Role of Zic family proteins in transcriptional regulation and chromatin remodeling

Abstract

Proper functions of Zic proteins are essential for animals in health and disease. Here, we summarize our current understanding of the molecular properties and functions of the Zic family across animal species and paralog subtypes. Zics are basic proteins with some posttranslational modifications and can move to the cell nucleus via importin- and CRM1-based nucleocytoplasmic shuttling mechanisms. Degradation is mediated by the ubiquitin proteasome system. Many Zic proteins are capable of binding to two types of target DNA sequences (CTGCTG-core-type and GC-stretch-type). Recent chromatin immunoprecipitation assays showed that CTGCTG-core-type target sequences are enriched in enhancers. Nonetheless, the DNA binding is not always required for transcriptional regulation by Zic proteins. On the other hand, Zic proteins bind many proteins including transcription factors (Gli1–3, Tcf1 or Tcf4, Smad2 or Smad3, Oct4, Pax3, Cdx, and SRF), chromatin-remodeling factors (NuRD and NURF), and other nuclear enzymes (DNA-PK, PARP1, and RNA helicase A).

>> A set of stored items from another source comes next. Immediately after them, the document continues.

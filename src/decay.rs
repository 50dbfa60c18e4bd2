/// An implementation of a time-decaying value
pub trait Decay {
    /// Calculate value at time `t`
    fn evaluate(&self, t: f32) -> f32;
}

fn validate(rate: f32, vi: f32, vf: f32) -> Result<(), String> {
    ((rate >= 0.0 && vi >= vf) || (rate < 0.0 && vi <= vf))
        .then_some(())
        .ok_or_else(|| String::from("`vi - vf` must have same sign as `rate`"))
}

/// A constant value
#[derive(Debug, Clone, Default, PartialEq)]
pub struct Constant {
    value: f32,
}

impl Constant {
    pub fn new(value: f32) -> Self {
        Self { value }
    }
}

impl Decay for Constant {
    fn evaluate(&self, _t: f32) -> f32 {
        self.value
    }
}

/// v(t) = v<sub>f</sub> + (v<sub>i</sub> - v<sub>f</sub>) * e<sup>-rt</sup>
#[derive(Debug, Clone, Default, PartialEq)]
pub struct Exponential {
    rate: f32,
    vi: f32,
    vf: f32,
}

impl Exponential {
    pub fn new(rate: f32, vi: f32, vf: f32) -> Result<Self, String> {
        validate(rate, vi, vf)?;
        Ok(Self { rate, vi, vf })
    }
}

impl Decay for Exponential {
    fn evaluate(&self, t: f32) -> f32 {
        let &Self { rate, vi, vf } = self;
        vf + (vi - vf) * (-rate * t).exp()
    }
}

/// v(t) = v<sub>i</sub> - rt, clamped at v<sub>f</sub>
///
/// Works in both directions: a negative rate grows from `vi` up to `vf`.
#[derive(Debug, Clone, Default, PartialEq)]
pub struct Linear {
    rate: f32,
    vi: f32,
    vf: f32,
}

impl Linear {
    pub fn new(rate: f32, vi: f32, vf: f32) -> Result<Self, String> {
        validate(rate, vi, vf)?;
        Ok(Self { rate, vi, vf })
    }

    /// Interpolate from `vi` to `vf` over `steps` evenly spaced points
    ///
    /// Evaluating at step `t` gives the same value as indexing
    /// `linspace(vi, vf, steps)` at `min(t, steps - 1)`.
    pub fn from_steps(vi: f32, vf: f32, steps: usize) -> Result<Self, String> {
        if steps == 0 {
            return Err(String::from("`steps` must be at least 1"));
        }
        if steps == 1 {
            // linspace with a single point holds the start value
            return Ok(Self { rate: 0.0, vi, vf: vi });
        }
        let rate = (vi - vf) / (steps - 1) as f32;
        Self::new(rate, vi, vf)
    }
}

impl Decay for Linear {
    fn evaluate(&self, t: f32) -> f32 {
        let &Self { rate, vi, vf } = self;
        let v = vi - rate * t;
        if rate >= 0.0 {
            v.max(vf)
        } else {
            v.min(vf)
        }
    }
}

#[cfg(test)]
mod tests {
    use super::*;

    #[test]
    fn validate_functional() {
        assert!(validate(1.0, 1.0, 0.0).is_ok());
        assert!(validate(1.0, -1.0, 0.0).is_err());
        assert!(validate(-1.0, 1.0, 0.0).is_err());
        assert!(validate(-1.0, -1.0, 0.0).is_ok());
        assert!(validate(0.0, 0.5, 0.5).is_ok());
    }

    #[test]
    fn constant_decay() {
        let x = Constant::new(1.0);
        assert_eq!(x.evaluate(0.0), 1.0);
        assert_eq!(x.evaluate(1.0), 1.0);
    }

    #[test]
    fn exponential_decay() {
        let x = Exponential::new(2.0, 2.0, 0.5).unwrap();
        assert_eq!(x.evaluate(0.0), 2.0);
        assert_eq!(x.evaluate(1.0), 0.5 + 1.5 * f32::exp(-2.0));
    }

    #[test]
    fn linear_decay() {
        let x = Linear::new(0.5, 2.0, 0.5).unwrap();
        assert_eq!(x.evaluate(0.0), 2.0);
        assert_eq!(x.evaluate(1.0), 1.5);
        assert_eq!(x.evaluate(10.0), 0.5);
    }

    #[test]
    fn linear_growth() {
        let x = Linear::new(-0.25, 0.0, 1.0).unwrap();
        assert_eq!(x.evaluate(2.0), 0.5);
        assert_eq!(x.evaluate(100.0), 1.0);
    }

    #[test]
    fn linear_from_steps_matches_linspace() {
        let x = Linear::from_steps(1.0, 0.0, 5).unwrap();
        let expected = [1.0, 0.75, 0.5, 0.25, 0.0];
        for (t, v) in expected.iter().enumerate() {
            assert!((x.evaluate(t as f32) - v).abs() < 1e-6, "value at step {t}");
        }
        assert_eq!(x.evaluate(5.0), 0.0, "clamped after the last step");
        assert_eq!(x.evaluate(1e6), 0.0, "clamped after the last step");
    }

    #[test]
    fn linear_from_steps_edge_cases() {
        assert!(Linear::from_steps(1.0, 0.1, 0).is_err());
        let single = Linear::from_steps(1.0, 0.1, 1).unwrap();
        assert_eq!(single.evaluate(0.0), 1.0);
        assert_eq!(single.evaluate(50.0), 1.0);
    }
}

Zic family–mediated gene expression control involves both their actions near the transcription start site and those affecting the global gene expression via binding to enhancers. Although Zic proteins perform essential functions in transcriptional regulation of Oct4 and Nanog expression via their promoters, recent genome-wide analyses of the Zic-binding sites and their downstream targets indicate that Zic proteins are associated with distant regulatory elements and are the critical enhancer-priming nuclear regulators in organismal development. Chromatin-remodeling complexes such as NuRD and NURF that interact with Zic proteins have been shown to participate in Zic-mediated enhancer regulation.